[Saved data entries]
:::
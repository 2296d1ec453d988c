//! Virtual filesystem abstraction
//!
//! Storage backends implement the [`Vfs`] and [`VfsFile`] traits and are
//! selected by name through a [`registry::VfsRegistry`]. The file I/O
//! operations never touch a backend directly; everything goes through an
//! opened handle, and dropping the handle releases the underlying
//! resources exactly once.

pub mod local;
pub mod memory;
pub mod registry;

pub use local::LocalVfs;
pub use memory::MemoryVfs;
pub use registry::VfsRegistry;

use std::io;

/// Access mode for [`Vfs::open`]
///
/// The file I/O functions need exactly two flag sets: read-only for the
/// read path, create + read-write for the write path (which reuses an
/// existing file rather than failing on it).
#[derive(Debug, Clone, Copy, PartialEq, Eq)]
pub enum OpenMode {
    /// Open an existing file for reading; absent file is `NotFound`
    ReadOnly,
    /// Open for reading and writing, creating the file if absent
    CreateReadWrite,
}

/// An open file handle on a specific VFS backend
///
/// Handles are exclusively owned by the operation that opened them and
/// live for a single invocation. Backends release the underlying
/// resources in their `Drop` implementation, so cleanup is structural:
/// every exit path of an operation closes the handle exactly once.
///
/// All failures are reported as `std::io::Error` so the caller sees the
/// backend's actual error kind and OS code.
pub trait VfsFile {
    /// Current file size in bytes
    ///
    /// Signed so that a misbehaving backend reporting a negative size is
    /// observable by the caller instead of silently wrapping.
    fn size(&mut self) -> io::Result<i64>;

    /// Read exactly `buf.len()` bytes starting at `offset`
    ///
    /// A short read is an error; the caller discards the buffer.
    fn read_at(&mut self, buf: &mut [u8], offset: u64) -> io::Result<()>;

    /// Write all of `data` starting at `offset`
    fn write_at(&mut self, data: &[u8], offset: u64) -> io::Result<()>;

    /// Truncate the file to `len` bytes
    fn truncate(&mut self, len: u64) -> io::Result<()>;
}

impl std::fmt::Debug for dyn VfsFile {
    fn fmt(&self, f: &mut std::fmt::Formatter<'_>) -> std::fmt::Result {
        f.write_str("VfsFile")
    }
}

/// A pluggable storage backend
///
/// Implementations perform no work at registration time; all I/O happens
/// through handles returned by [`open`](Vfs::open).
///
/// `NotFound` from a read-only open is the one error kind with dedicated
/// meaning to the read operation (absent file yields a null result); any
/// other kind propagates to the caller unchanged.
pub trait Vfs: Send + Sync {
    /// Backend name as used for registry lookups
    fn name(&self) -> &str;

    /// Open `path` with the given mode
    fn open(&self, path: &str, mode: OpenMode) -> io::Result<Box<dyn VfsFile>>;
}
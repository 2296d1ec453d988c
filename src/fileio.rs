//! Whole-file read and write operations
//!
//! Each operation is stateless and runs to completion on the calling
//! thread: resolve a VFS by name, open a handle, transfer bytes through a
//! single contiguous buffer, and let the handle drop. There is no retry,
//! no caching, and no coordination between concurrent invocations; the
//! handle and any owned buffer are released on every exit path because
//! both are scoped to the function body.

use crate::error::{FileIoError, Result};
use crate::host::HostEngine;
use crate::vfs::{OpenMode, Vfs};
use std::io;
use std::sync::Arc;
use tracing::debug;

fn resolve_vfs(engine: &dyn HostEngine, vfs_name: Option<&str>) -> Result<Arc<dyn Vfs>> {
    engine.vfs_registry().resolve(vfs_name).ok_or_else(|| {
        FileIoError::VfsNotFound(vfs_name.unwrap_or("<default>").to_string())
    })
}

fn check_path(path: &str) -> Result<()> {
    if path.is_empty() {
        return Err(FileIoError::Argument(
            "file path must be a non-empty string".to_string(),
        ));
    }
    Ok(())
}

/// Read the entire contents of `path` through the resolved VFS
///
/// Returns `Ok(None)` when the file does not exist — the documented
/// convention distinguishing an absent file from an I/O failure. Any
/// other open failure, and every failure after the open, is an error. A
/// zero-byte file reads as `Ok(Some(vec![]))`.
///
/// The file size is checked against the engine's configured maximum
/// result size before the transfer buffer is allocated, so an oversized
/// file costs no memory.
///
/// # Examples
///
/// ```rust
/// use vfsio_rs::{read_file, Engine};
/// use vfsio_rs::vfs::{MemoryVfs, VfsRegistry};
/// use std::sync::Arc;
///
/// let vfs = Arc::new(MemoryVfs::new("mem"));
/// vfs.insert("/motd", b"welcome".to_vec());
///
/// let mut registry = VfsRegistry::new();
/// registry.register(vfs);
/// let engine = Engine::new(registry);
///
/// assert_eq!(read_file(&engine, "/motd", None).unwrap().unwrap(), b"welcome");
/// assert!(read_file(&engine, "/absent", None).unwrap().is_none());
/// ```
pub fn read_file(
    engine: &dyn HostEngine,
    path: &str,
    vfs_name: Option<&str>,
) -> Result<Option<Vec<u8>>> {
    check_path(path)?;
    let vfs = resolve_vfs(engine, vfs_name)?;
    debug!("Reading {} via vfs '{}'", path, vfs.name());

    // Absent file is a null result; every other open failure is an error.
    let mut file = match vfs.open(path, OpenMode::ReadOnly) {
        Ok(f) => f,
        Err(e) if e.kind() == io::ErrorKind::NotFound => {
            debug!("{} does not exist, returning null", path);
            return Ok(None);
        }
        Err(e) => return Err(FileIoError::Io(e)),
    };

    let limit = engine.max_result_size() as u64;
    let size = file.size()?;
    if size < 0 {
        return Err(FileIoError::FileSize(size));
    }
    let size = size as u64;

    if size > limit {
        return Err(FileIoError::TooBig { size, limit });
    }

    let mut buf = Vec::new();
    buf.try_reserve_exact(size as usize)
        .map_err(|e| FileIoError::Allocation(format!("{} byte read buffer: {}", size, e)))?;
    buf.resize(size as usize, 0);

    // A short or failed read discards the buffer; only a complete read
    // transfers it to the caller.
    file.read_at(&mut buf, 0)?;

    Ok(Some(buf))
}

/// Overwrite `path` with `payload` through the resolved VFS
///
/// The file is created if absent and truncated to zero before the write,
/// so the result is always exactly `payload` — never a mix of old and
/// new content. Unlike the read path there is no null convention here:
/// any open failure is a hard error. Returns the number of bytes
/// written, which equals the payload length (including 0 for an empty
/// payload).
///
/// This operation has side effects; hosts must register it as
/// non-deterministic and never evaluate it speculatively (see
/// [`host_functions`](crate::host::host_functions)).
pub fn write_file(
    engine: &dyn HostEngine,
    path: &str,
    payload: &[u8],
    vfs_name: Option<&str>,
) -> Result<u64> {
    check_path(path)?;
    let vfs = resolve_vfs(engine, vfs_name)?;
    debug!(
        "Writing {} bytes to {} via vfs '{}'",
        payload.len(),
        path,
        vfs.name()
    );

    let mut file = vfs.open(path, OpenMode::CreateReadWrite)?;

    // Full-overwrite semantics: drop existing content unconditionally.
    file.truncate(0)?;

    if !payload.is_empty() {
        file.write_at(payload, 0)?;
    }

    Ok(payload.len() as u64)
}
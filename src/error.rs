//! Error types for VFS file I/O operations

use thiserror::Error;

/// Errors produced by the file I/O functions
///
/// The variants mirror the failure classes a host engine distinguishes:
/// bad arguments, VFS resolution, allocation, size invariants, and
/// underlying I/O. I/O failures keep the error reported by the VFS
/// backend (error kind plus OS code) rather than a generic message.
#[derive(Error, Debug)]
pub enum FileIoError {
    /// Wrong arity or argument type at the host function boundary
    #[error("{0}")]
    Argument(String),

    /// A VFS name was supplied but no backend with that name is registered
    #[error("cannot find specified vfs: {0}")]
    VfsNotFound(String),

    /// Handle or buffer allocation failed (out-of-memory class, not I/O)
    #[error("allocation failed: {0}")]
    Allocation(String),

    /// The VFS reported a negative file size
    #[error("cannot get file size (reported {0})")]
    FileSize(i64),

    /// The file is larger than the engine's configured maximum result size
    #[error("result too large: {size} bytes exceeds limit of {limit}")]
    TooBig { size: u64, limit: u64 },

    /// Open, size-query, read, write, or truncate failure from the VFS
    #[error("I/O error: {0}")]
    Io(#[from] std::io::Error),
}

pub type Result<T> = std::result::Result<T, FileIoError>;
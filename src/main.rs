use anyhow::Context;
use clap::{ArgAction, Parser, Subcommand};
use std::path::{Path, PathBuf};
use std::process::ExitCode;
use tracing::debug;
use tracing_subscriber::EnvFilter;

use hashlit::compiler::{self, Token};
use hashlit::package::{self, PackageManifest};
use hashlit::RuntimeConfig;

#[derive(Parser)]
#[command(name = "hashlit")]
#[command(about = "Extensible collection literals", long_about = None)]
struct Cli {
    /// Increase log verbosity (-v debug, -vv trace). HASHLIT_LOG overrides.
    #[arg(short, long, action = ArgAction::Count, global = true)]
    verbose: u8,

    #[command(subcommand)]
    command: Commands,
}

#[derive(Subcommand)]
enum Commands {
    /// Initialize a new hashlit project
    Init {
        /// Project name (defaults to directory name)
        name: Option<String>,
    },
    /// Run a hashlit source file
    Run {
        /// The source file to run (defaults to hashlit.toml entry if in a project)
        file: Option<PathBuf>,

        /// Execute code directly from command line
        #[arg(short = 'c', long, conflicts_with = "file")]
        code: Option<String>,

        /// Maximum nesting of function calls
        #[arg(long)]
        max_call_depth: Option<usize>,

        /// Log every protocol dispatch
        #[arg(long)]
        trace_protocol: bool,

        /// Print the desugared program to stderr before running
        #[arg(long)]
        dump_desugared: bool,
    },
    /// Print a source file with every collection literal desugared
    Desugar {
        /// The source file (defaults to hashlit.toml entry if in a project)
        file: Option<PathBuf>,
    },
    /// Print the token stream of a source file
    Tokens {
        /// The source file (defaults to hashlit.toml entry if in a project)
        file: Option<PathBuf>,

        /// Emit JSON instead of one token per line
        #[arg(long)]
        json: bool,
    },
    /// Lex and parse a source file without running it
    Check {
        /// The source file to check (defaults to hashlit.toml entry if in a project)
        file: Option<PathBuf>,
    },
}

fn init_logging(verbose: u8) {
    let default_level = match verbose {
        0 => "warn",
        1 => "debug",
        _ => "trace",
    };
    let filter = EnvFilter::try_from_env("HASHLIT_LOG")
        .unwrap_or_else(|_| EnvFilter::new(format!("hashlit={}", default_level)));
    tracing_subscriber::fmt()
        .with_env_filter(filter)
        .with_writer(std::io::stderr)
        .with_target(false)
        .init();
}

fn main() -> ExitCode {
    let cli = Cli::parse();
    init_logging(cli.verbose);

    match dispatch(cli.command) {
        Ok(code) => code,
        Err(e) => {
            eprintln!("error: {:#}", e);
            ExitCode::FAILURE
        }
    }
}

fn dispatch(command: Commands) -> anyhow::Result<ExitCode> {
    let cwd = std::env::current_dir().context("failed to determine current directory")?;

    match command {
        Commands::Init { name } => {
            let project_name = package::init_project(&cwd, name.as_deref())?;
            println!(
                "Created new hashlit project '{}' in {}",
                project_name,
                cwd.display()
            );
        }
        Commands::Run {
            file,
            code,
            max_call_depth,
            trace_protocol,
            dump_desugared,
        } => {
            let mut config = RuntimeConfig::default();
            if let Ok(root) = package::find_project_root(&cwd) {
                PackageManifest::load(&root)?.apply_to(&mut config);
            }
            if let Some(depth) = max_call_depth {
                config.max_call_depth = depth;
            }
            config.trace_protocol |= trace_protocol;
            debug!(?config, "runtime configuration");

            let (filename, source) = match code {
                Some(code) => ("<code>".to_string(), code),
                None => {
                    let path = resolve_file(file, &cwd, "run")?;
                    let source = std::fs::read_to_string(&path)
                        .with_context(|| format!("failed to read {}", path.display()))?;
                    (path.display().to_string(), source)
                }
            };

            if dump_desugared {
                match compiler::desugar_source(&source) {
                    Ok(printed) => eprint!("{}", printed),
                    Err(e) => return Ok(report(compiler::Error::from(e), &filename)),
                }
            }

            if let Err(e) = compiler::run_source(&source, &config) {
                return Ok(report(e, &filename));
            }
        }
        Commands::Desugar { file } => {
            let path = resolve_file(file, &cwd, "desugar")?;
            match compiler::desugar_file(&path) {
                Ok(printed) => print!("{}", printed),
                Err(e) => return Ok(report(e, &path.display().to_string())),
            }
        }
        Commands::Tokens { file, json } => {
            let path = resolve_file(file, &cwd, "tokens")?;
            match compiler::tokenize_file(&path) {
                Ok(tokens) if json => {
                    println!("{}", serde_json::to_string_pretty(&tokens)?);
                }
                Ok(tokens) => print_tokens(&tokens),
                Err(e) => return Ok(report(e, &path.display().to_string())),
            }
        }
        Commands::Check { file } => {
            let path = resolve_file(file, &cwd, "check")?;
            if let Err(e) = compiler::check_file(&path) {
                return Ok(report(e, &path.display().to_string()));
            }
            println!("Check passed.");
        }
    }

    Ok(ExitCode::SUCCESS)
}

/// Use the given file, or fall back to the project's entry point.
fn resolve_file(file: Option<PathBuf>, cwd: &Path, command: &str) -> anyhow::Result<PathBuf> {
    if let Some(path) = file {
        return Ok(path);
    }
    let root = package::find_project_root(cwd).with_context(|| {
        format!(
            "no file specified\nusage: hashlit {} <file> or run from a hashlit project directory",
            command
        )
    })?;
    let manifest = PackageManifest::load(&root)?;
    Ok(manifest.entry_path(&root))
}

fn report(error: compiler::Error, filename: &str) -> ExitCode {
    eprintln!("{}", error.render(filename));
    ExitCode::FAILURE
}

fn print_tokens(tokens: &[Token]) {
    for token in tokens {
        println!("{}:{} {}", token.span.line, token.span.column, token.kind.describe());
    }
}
:::
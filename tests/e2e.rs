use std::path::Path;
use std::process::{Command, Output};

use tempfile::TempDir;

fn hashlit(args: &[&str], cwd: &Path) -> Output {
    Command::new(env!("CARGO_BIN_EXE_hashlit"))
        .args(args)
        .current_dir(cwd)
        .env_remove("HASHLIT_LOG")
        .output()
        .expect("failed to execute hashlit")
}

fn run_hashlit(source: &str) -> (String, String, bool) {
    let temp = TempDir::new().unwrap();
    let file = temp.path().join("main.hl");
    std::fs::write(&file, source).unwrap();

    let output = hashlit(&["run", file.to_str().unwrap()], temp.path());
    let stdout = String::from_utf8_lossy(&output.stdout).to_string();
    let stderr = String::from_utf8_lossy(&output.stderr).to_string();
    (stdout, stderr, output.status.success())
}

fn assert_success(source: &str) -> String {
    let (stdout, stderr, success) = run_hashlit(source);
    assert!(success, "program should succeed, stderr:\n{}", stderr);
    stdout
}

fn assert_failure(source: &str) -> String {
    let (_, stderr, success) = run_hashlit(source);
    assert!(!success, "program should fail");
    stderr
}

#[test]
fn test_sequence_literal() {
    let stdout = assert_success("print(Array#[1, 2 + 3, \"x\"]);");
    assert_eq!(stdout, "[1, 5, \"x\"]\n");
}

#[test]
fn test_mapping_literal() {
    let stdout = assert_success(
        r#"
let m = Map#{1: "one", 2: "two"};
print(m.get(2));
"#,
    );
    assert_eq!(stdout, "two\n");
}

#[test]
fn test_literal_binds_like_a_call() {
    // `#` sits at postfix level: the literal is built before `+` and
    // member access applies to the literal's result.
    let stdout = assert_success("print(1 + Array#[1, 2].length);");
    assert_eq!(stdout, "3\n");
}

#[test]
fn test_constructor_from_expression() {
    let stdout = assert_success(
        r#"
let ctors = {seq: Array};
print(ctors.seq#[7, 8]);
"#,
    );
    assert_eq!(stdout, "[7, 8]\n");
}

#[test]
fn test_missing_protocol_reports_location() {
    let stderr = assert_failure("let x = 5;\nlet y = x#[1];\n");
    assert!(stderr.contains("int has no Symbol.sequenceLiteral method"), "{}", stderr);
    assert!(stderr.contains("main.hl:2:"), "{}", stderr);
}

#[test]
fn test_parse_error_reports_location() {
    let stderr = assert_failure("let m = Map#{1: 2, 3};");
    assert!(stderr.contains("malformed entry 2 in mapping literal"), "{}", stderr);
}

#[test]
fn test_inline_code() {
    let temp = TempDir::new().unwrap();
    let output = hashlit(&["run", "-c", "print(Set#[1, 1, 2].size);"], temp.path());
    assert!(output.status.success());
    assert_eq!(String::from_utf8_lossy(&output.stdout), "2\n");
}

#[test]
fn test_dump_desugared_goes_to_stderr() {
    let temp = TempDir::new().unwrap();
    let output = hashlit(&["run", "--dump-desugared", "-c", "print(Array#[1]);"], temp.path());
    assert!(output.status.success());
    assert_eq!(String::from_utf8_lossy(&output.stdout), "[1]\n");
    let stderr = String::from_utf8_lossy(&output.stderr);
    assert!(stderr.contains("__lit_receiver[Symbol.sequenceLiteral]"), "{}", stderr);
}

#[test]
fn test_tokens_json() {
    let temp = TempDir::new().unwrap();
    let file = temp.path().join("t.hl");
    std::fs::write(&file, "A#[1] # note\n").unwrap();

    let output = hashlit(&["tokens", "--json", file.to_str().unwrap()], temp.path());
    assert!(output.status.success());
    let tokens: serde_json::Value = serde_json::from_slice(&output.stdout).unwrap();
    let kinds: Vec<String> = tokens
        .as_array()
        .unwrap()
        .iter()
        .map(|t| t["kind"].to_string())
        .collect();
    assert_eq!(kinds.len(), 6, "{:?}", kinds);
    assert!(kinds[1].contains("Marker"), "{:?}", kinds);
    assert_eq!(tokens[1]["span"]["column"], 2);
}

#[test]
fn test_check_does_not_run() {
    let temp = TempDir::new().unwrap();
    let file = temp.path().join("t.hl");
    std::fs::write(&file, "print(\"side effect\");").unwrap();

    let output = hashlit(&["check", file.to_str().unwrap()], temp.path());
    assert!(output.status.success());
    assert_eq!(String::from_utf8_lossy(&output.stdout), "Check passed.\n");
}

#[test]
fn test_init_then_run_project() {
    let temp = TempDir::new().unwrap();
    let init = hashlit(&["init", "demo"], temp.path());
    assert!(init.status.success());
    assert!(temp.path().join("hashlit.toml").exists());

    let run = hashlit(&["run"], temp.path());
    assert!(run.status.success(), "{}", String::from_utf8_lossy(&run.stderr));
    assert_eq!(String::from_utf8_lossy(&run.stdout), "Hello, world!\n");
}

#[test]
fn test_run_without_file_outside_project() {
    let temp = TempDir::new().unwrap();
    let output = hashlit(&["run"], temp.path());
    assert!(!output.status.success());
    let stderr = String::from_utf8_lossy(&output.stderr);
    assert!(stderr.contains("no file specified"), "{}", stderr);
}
:::
Problem requirements:
Among the records above, only the lines between the line holding "buf.resize(size as usize, 0);" and the line holding "reported by the VFS", inclusive, are to be output, exactly as written.

Result of the exercise:
    buf.resize(size as usize, 0);

    // A short or failed read discards the buffer; only a complete read
    // transfers it to the caller.
    file.read_at(&mut buf, 0)?;

    Ok(Some(buf))
}

/// Overwrite `path` with `payload` through the resolved VFS
///
/// The file is created if absent and truncated to zero before the write,
/// so the result is always exactly `payload` — never a mix of old and
/// new content. Unlike the read path there is no null convention here:
/// any open failure is a hard error. Returns the number of bytes
/// written, which equals the payload length (including 0 for an empty
/// payload).
///
/// This operation has side effects; hosts must register it as
/// non-deterministic and never evaluate it speculatively (see
/// [`host_functions`](crate::host::host_functions)).
pub fn write_file(
    engine: &dyn HostEngine,
    path: &str,
    payload: &[u8],
    vfs_name: Option<&str>,
) -> Result<u64> {
    check_path(path)?;
    let vfs = resolve_vfs(engine, vfs_name)?;
    debug!(
        "Writing {} bytes to {} via vfs '{}'",
        payload.len(),
        path,
        vfs.name()
    );

    let mut file = vfs.open(path, OpenMode::CreateReadWrite)?;

    // Full-overwrite semantics: drop existing content unconditionally.
    file.truncate(0)?;

    if !payload.is_empty() {
        file.write_at(payload, 0)?;
    }

    Ok(payload.len() as u64)
}
filename src/error.rs
//! Error types for VFS file I/O operations

use thiserror::Error;

/// Errors produced by the file I/O functions
///
/// The variants mirror the failure classes a host engine distinguishes:
/// bad arguments, VFS resolution, allocation, size invariants, and
/// underlying I/O. I/O failures keep the error reported by the VFS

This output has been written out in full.